== Segment start ==

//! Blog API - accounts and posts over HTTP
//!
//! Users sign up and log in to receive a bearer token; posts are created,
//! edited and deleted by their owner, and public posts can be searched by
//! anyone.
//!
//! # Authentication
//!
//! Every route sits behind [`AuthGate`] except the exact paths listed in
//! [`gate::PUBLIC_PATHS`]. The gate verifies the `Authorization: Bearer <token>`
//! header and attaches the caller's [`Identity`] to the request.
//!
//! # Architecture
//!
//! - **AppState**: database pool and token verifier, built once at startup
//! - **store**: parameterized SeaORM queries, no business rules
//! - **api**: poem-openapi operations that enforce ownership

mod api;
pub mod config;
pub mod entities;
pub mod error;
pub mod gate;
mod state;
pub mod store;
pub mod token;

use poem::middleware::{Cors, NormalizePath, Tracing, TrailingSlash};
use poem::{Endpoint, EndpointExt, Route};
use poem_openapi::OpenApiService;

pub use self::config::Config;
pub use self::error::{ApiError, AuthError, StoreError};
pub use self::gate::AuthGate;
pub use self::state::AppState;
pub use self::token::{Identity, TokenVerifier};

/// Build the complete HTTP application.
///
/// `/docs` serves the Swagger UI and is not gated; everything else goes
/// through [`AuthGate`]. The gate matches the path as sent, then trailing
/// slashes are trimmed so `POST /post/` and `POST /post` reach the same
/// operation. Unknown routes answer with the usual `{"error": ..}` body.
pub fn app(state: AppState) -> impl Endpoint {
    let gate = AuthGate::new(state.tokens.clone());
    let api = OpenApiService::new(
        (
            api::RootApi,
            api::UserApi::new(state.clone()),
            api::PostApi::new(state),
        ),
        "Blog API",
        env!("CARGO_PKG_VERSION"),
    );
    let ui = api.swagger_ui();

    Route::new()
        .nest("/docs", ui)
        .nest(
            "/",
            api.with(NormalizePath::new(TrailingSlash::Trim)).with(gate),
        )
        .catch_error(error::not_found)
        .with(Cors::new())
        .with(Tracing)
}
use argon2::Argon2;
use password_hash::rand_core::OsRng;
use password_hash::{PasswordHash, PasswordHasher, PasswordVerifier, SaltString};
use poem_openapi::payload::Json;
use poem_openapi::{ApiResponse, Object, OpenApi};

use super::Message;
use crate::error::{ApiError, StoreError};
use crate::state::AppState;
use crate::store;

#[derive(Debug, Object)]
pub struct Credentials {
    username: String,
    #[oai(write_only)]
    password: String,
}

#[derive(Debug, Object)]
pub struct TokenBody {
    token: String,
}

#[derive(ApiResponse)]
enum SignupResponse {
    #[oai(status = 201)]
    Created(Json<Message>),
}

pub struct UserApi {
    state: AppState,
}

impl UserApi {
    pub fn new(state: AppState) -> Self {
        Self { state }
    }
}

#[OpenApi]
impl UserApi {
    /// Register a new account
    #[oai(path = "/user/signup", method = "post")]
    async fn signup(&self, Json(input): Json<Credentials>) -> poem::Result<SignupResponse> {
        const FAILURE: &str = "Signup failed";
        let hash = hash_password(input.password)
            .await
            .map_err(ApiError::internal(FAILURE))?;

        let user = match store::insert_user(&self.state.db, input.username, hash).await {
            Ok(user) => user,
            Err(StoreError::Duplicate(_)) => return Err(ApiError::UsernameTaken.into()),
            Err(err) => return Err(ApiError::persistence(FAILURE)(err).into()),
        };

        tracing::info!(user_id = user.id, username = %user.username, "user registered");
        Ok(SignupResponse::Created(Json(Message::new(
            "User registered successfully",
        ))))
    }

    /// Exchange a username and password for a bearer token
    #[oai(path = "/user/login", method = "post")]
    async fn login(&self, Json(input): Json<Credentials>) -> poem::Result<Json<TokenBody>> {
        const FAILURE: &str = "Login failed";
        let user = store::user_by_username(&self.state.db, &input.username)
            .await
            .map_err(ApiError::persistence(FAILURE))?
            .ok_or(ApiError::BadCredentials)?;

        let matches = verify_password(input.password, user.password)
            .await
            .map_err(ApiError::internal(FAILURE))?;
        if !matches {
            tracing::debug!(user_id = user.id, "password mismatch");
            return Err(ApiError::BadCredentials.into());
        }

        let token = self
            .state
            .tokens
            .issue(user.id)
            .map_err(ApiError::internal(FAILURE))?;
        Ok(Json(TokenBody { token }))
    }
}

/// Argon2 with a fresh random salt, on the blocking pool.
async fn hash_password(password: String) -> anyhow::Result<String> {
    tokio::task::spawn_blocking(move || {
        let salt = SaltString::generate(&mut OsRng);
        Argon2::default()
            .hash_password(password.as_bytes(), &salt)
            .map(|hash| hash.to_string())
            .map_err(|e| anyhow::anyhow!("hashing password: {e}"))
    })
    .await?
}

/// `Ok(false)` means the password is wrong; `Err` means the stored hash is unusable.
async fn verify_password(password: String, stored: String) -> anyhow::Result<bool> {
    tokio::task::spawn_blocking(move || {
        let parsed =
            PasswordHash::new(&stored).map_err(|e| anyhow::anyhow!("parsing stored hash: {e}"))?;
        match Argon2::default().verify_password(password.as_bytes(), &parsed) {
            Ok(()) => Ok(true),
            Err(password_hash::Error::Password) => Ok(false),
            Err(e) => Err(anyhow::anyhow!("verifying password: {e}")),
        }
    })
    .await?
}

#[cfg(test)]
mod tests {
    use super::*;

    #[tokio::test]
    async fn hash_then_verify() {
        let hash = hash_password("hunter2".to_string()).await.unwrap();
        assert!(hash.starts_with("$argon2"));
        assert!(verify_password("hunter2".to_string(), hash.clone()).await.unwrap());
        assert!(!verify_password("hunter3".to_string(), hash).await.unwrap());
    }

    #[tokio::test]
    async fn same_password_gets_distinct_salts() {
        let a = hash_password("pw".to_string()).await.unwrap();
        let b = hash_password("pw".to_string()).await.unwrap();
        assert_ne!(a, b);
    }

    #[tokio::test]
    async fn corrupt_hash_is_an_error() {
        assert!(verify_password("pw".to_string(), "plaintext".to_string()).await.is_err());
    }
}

== Segment end ==

Copy here each line of the preceding records with "ApiResponse" in it.

OUTPUT OF THE EXERCISE -
use poem_openapi::{ApiResponse, Object, OpenApi};
#[derive(ApiResponse)]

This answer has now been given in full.